(Saved entries)
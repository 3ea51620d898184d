//! Transmitted representations of stored records.
//!
//! Handlers never serialize database rows directly; they map them through
//! the view types here. Facilities have two views, selected per operation.

pub mod admin;
pub mod facility;
pub mod family;
pub mod species;
//! Facility (zoo) entity model and DTOs.
//!
//! Species associations live in the `facility_species` junction table and
//! are passed to the repository separately from these scalar DTOs.

use rust_decimal::Decimal;
use serde::{Deserialize, Serialize};
use sqlx::FromRow;
use validator::Validate;
use zoo_core::types::{DbId, Timestamp};

/// A row from the `facilities` table.
#[derive(Debug, Clone, FromRow, Serialize)]
pub struct Facility {
    pub id: DbId,
    pub name: String,
    pub city: String,
    pub country: String,
    pub area_sq_m: i64,
    pub annual_budget: Decimal,
    pub created_at: Timestamp,
    pub updated_at: Timestamp,
}

/// Scalar fields for inserting a facility.
#[derive(Debug, Clone, Deserialize, Validate)]
pub struct CreateFacility {
    #[validate(length(min = 1, max = 255))]
    pub name: String,
    #[validate(length(min = 1, max = 120))]
    pub city: String,
    #[validate(length(min = 1, max = 120))]
    pub country: String,
    #[validate(range(min = 0))]
    pub area_sq_m: i64,
    pub annual_budget: Decimal,
}

/// Scalar fields for updating a facility. Only `Some` fields are applied.
#[derive(Debug, Clone, Default, Deserialize, Validate)]
pub struct UpdateFacility {
    #[validate(length(min = 1, max = 255))]
    pub name: Option<String>,
    #[validate(length(min = 1, max = 120))]
    pub city: Option<String>,
    #[validate(length(min = 1, max = 120))]
    pub country: Option<String>,
    #[validate(range(min = 0))]
    pub area_sq_m: Option<i64>,
    pub annual_budget: Option<Decimal>,
}

impl From<CreateFacility> for UpdateFacility {
    fn from(input: CreateFacility) -> Self {
        Self {
            name: Some(input.name),
            city: Some(input.city),
            country: Some(input.country),
            area_sq_m: Some(input.area_sq_m),
            annual_budget: Some(input.annual_budget),
        }
    }
}
//! Handlers for the `/families` resource.

use axum::extract::{Path, State};
use axum::http::StatusCode;
use axum::Json;
use zoo_core::error::CoreError;
use zoo_core::types::DbId;
use zoo_db::models::family::{CreateFamily, UpdateFamily};
use zoo_db::repositories::FamilyRepo;

use crate::error::{AppError, AppResult};
use crate::extract::ValidatedJson;
use crate::state::AppState;
use crate::views::family::FamilyView;

fn not_found(id: DbId) -> AppError {
    AppError::Core(CoreError::NotFound {
        entity: "Family",
        id,
    })
}

/// GET /api/v1/families
pub async fn list(State(state): State<AppState>) -> AppResult<Json<Vec<FamilyView>>> {
    let families = FamilyRepo::list(&state.pool).await?;
    Ok(Json(families.into_iter().map(FamilyView::from).collect()))
}

/// POST /api/v1/families
pub async fn create(
    State(state): State<AppState>,
    ValidatedJson(input): ValidatedJson<CreateFamily>,
) -> AppResult<(StatusCode, Json<FamilyView>)> {
    let family = FamilyRepo::create(&state.pool, &input).await?;
    tracing::info!(family_id = family.id, name = %family.name, "Family created");
    Ok((StatusCode::CREATED, Json(family.into())))
}

/// GET /api/v1/families/{id}
pub async fn get_by_id(
    State(state): State<AppState>,
    Path(id): Path<DbId>,
) -> AppResult<Json<FamilyView>> {
    let family = FamilyRepo::find_by_id(&state.pool, id)
        .await?
        .ok_or_else(|| not_found(id))?;
    Ok(Json(family.into()))
}

/// PUT /api/v1/families/{id}
pub async fn update(
    State(state): State<AppState>,
    Path(id): Path<DbId>,
    ValidatedJson(input): ValidatedJson<CreateFamily>,
) -> AppResult<Json<FamilyView>> {
    let input = UpdateFamily {
        name: Some(input.name),
    };
    patch_inner(&state, id, &input).await
}

/// PATCH /api/v1/families/{id}
pub async fn patch(
    State(state): State<AppState>,
    Path(id): Path<DbId>,
    ValidatedJson(input): ValidatedJson<UpdateFamily>,
) -> AppResult<Json<FamilyView>> {
    patch_inner(&state, id, &input).await
}

async fn patch_inner(
    state: &AppState,
    id: DbId,
    input: &UpdateFamily,
) -> AppResult<Json<FamilyView>> {
    let family = FamilyRepo::update(&state.pool, id, input)
        .await?
        .ok_or_else(|| not_found(id))?;
    Ok(Json(family.into()))
}

/// DELETE /api/v1/families/{id}
///
/// Refused with 409 while species still belong to the family.
pub async fn delete(State(state): State<AppState>, Path(id): Path<DbId>) -> AppResult<StatusCode> {
    match FamilyRepo::delete(&state.pool, id).await {
        Ok(true) => {
            tracing::info!(family_id = id, "Family deleted");
            Ok(StatusCode::NO_CONTENT)
        }
        Ok(false) => Err(not_found(id)),
        Err(err) if zoo_db::is_foreign_key_violation(&err) => {
            let dependents = FamilyRepo::count_species(&state.pool, id).await?;
            tracing::warn!(family_id = id, dependents, "Refusing to delete family with species");
            Err(AppError::Core(CoreError::IntegrityRefusal(format!(
                "Cannot delete Family {id}: {dependents} species still reference it"
            ))))
        }
        Err(err) => Err(err.into()),
    }
}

## Exercise goal
With no alteration of any kind, give the data again in full.

## Solution to the exercise
repository 3ea51620d898184d
//! Transmitted representations of stored records.
//!
//! Handlers never serialize database rows directly; they map them through
//! the view types here. Facilities have two views, selected per operation.

pub mod admin;
pub mod facility;
pub mod family;
pub mod species;
//! Facility (zoo) entity model and DTOs.
//!
//! Species associations live in the `facility_species` junction table and
//! are passed to the repository separately from these scalar DTOs.

use rust_decimal::Decimal;
use serde::{Deserialize, Serialize};
use sqlx::FromRow;
use validator::Validate;
use zoo_core::types::{DbId, Timestamp};

/// A row from the `facilities` table.
#[derive(Debug, Clone, FromRow, Serialize)]
pub struct Facility {
    pub id: DbId,
    pub name: String,
    pub city: String,
    pub country: String,
    pub area_sq_m: i64,
    pub annual_budget: Decimal,
    pub created_at: Timestamp,
    pub updated_at: Timestamp,
}

/// Scalar fields for inserting a facility.
#[derive(Debug, Clone, Deserialize, Validate)]
pub struct CreateFacility {
    #[validate(length(min = 1, max = 255))]
    pub name: String,
    #[validate(length(min = 1, max = 120))]
    pub city: String,
    #[validate(length(min = 1, max = 120))]
    pub country: String,
    #[validate(range(min = 0))]
    pub area_sq_m: i64,
    pub annual_budget: Decimal,
}

/// Scalar fields for updating a facility. Only `Some` fields are applied.
#[derive(Debug, Clone, Default, Deserialize, Validate)]
pub struct UpdateFacility {
    #[validate(length(min = 1, max = 255))]
    pub name: Option<String>,
    #[validate(length(min = 1, max = 120))]
    pub city: Option<String>,
    #[validate(length(min = 1, max = 120))]
    pub country: Option<String>,
    #[validate(range(min = 0))]
    pub area_sq_m: Option<i64>,
    pub annual_budget: Option<Decimal>,
}

impl From<CreateFacility> for UpdateFacility {
    fn from(input: CreateFacility) -> Self {
        Self {
            name: Some(input.name),
            city: Some(input.city),
            country: Some(input.country),
            area_sq_m: Some(input.area_sq_m),
            annual_budget: Some(input.annual_budget),
        }
    }
}
//! Handlers for the `/families` resource.

use axum::extract::{Path, State};
use axum::http::StatusCode;
use axum::Json;
use zoo_core::error::CoreError;
use zoo_core::types::DbId;
use zoo_db::models::family::{CreateFamily, UpdateFamily};
use zoo_db::repositories::FamilyRepo;

use crate::error::{AppError, AppResult};
use crate::extract::ValidatedJson;
use crate::state::AppState;
use crate::views::family::FamilyView;

fn not_found(id: DbId) -> AppError {
    AppError::Core(CoreError::NotFound {
        entity: "Family",
        id,
    })
}

/// GET /api/v1/families
pub async fn list(State(state): State<AppState>) -> AppResult<Json<Vec<FamilyView>>> {
    let families = FamilyRepo::list(&state.pool).await?;
    Ok(Json(families.into_iter().map(FamilyView::from).collect()))
}

/// POST /api/v1/families
pub async fn create(
    State(state): State<AppState>,
    ValidatedJson(input): ValidatedJson<CreateFamily>,
) -> AppResult<(StatusCode, Json<FamilyView>)> {
    let family = FamilyRepo::create(&state.pool, &input).await?;
    tracing::info!(family_id = family.id, name = %family.name, "Family created");
    Ok((StatusCode::CREATED, Json(family.into())))
}

/// GET /api/v1/families/{id}
pub async fn get_by_id(
    State(state): State<AppState>,
    Path(id): Path<DbId>,
) -> AppResult<Json<FamilyView>> {
    let family = FamilyRepo::find_by_id(&state.pool, id)
        .await?
        .ok_or_else(|| not_found(id))?;
    Ok(Json(family.into()))
}

/// PUT /api/v1/families/{id}
pub async fn update(
    State(state): State<AppState>,
    Path(id): Path<DbId>,
    ValidatedJson(input): ValidatedJson<CreateFamily>,
) -> AppResult<Json<FamilyView>> {
    let input = UpdateFamily {
        name: Some(input.name),
    };
    patch_inner(&state, id, &input).await
}

/// PATCH /api/v1/families/{id}
pub async fn patch(
    State(state): State<AppState>,
    Path(id): Path<DbId>,
    ValidatedJson(input): ValidatedJson<UpdateFamily>,
) -> AppResult<Json<FamilyView>> {
    patch_inner(&state, id, &input).await
}

async fn patch_inner(
    state: &AppState,
    id: DbId,
    input: &UpdateFamily,
) -> AppResult<Json<FamilyView>> {
    let family = FamilyRepo::update(&state.pool, id, input)
        .await?
        .ok_or_else(|| not_found(id))?;
    Ok(Json(family.into()))
}

/// DELETE /api/v1/families/{id}
///
/// Refused with 409 while species still belong to the family.
pub async fn delete(State(state): State<AppState>, Path(id): Path<DbId>) -> AppResult<StatusCode> {
    match FamilyRepo::delete(&state.pool, id).await {
        Ok(true) => {
            tracing::info!(family_id = id, "Family deleted");
            Ok(StatusCode::NO_CONTENT)
        }
        Ok(false) => Err(not_found(id)),
        Err(err) if zoo_db::is_foreign_key_violation(&err) => {
            let dependents = FamilyRepo::count_species(&state.pool, id).await?;
            tracing::warn!(family_id = id, dependents, "Refusing to delete family with species");
            Err(AppError::Core(CoreError::IntegrityRefusal(format!(
                "Cannot delete Family {id}: {dependents} species still reference it"
            ))))
        }
        Err(err) => Err(err.into()),
    }
}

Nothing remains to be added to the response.